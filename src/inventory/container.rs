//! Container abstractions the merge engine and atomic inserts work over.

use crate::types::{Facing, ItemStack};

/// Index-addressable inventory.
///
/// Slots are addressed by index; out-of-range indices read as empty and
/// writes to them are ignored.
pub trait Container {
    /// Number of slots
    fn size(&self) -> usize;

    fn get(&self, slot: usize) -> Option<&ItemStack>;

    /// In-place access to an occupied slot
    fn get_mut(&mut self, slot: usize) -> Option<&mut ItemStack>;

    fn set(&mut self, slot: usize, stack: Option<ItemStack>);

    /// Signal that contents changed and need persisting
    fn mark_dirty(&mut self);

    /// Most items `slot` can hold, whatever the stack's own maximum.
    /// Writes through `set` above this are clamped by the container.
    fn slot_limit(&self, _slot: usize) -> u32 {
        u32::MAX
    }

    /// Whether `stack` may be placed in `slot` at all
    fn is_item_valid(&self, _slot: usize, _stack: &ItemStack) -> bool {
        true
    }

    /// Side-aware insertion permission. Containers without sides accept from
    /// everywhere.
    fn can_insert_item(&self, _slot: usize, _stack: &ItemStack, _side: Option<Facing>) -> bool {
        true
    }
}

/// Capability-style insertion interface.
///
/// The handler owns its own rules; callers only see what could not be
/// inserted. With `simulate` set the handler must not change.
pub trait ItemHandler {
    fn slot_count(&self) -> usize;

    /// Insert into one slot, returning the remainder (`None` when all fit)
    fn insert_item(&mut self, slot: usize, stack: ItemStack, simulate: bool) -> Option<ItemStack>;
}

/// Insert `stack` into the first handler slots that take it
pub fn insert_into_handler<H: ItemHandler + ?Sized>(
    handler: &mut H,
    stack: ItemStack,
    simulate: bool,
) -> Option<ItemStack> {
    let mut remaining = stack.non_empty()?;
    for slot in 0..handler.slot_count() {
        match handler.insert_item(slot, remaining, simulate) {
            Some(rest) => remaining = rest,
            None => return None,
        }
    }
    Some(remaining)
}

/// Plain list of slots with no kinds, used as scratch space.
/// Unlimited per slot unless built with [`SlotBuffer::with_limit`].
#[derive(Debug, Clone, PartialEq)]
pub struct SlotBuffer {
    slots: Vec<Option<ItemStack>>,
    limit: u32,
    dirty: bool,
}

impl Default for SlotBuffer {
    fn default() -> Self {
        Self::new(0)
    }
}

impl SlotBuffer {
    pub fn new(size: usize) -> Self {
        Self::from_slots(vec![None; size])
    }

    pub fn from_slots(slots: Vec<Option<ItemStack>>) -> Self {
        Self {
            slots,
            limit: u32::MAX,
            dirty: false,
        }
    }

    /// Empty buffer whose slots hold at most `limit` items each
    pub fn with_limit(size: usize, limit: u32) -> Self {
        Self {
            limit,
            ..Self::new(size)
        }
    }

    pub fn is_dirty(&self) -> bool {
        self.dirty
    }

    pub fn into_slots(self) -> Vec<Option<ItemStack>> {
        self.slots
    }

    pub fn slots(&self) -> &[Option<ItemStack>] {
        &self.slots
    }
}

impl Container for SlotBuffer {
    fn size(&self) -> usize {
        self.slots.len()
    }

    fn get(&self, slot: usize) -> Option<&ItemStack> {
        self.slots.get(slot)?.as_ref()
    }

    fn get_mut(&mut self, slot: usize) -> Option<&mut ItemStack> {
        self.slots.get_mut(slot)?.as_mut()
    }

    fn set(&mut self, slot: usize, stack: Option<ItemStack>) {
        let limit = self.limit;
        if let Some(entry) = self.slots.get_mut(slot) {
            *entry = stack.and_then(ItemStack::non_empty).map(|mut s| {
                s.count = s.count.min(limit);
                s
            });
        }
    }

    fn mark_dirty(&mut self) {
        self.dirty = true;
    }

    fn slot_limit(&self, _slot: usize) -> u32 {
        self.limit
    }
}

* * *

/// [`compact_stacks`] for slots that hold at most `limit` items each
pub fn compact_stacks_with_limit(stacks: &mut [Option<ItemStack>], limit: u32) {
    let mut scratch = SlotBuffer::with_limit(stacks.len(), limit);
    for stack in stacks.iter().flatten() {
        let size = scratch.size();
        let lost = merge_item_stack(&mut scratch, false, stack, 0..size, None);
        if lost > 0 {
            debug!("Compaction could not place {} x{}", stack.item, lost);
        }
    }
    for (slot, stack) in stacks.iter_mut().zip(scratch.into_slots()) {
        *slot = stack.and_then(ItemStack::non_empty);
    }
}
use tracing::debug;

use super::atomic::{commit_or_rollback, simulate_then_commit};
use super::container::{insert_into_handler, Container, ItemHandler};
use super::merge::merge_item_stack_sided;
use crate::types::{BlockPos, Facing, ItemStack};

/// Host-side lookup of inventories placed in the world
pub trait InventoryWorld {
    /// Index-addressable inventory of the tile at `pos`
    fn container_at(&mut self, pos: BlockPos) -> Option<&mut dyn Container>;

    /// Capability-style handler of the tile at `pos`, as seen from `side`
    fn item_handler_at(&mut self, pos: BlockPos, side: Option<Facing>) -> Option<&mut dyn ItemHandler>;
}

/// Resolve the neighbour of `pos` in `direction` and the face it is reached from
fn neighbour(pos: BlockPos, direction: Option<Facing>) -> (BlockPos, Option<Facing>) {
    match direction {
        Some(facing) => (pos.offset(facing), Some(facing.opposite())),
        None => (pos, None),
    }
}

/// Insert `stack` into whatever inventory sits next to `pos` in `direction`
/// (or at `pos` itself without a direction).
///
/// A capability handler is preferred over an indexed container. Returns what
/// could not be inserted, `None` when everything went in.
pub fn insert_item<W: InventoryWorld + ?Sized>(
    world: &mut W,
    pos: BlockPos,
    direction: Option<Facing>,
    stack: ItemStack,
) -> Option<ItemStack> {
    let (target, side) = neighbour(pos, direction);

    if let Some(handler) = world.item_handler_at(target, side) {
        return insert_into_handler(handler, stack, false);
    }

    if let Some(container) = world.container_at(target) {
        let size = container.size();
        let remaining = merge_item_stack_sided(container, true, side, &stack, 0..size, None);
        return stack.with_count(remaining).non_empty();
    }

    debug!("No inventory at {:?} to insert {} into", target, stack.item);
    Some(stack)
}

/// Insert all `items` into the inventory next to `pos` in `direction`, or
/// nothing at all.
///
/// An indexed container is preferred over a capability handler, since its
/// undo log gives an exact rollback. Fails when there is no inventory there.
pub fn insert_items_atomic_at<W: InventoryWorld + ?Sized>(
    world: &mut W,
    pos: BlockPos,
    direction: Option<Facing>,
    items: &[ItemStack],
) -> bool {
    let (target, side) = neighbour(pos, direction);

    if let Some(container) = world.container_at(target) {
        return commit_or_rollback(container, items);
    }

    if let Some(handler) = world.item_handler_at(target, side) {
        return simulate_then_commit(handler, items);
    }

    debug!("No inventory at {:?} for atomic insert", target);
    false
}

# Your task:
Check each line of the listing for the word "ItemHandler" and state how many lines contain it, with no other words.

# Exercise response:
4